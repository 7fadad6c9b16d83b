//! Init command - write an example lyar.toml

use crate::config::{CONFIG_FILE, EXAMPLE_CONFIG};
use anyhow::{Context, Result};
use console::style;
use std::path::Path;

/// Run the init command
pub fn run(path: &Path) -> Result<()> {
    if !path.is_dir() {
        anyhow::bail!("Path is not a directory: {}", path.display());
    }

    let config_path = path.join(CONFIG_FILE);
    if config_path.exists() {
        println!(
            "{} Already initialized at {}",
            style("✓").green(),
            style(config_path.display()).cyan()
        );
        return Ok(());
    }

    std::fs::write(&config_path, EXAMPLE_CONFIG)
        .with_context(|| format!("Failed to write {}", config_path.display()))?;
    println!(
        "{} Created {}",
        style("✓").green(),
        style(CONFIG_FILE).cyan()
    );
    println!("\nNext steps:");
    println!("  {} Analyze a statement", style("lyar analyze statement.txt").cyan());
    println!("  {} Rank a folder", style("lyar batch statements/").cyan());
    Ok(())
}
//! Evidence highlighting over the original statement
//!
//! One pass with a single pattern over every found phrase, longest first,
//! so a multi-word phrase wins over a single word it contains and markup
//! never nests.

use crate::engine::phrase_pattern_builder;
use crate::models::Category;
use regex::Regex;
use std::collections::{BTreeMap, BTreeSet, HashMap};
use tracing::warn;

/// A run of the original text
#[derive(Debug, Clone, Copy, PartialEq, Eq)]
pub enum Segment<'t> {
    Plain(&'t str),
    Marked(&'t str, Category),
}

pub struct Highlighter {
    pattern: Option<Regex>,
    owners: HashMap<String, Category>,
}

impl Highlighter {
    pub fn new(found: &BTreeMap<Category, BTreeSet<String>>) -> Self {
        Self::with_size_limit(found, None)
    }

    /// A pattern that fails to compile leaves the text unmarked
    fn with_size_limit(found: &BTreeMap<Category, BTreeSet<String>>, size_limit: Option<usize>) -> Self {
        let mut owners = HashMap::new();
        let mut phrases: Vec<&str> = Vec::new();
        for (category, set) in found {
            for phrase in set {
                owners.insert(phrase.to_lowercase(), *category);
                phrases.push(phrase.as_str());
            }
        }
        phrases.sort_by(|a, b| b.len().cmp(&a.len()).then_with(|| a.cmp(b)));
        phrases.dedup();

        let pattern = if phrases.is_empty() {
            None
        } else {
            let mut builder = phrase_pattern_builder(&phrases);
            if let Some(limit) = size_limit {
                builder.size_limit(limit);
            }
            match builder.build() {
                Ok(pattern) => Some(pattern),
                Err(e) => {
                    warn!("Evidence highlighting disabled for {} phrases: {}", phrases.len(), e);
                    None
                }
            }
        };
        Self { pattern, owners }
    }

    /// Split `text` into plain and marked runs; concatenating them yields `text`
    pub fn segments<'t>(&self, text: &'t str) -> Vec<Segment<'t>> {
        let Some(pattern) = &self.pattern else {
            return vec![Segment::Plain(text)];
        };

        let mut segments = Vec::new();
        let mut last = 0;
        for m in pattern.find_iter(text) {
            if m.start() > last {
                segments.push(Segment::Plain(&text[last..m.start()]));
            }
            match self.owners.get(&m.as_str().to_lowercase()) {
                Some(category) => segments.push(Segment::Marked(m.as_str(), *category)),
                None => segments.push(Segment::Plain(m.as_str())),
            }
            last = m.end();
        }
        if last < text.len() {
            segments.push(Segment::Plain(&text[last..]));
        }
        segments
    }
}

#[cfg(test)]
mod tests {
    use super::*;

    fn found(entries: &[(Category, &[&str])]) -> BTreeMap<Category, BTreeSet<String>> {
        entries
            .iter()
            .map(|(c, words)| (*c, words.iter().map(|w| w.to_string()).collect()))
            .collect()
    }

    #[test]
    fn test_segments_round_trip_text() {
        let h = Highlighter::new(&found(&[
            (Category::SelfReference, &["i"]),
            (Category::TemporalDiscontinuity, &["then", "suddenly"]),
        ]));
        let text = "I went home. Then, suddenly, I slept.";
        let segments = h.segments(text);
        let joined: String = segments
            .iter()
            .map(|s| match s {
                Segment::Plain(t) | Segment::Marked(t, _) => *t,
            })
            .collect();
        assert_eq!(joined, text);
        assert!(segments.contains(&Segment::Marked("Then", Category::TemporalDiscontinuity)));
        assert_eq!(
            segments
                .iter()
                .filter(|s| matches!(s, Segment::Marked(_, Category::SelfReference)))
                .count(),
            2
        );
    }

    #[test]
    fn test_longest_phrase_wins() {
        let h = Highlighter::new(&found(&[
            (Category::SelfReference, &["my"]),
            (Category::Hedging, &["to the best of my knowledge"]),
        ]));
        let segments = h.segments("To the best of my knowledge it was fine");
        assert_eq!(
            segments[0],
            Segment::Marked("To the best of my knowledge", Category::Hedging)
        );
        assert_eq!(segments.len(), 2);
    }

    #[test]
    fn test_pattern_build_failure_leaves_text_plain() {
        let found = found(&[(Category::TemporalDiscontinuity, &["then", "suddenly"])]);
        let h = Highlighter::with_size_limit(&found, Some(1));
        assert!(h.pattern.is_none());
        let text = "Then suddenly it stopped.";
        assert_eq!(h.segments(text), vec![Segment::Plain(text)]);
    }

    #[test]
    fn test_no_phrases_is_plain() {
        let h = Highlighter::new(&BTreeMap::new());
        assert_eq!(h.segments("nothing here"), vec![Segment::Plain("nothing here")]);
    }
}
★ ★ ★ ★ ★ ★ ★
**Task instructions**
In the material above, how many lines include the word "over"? Answer with the number only.

**Task answer**
3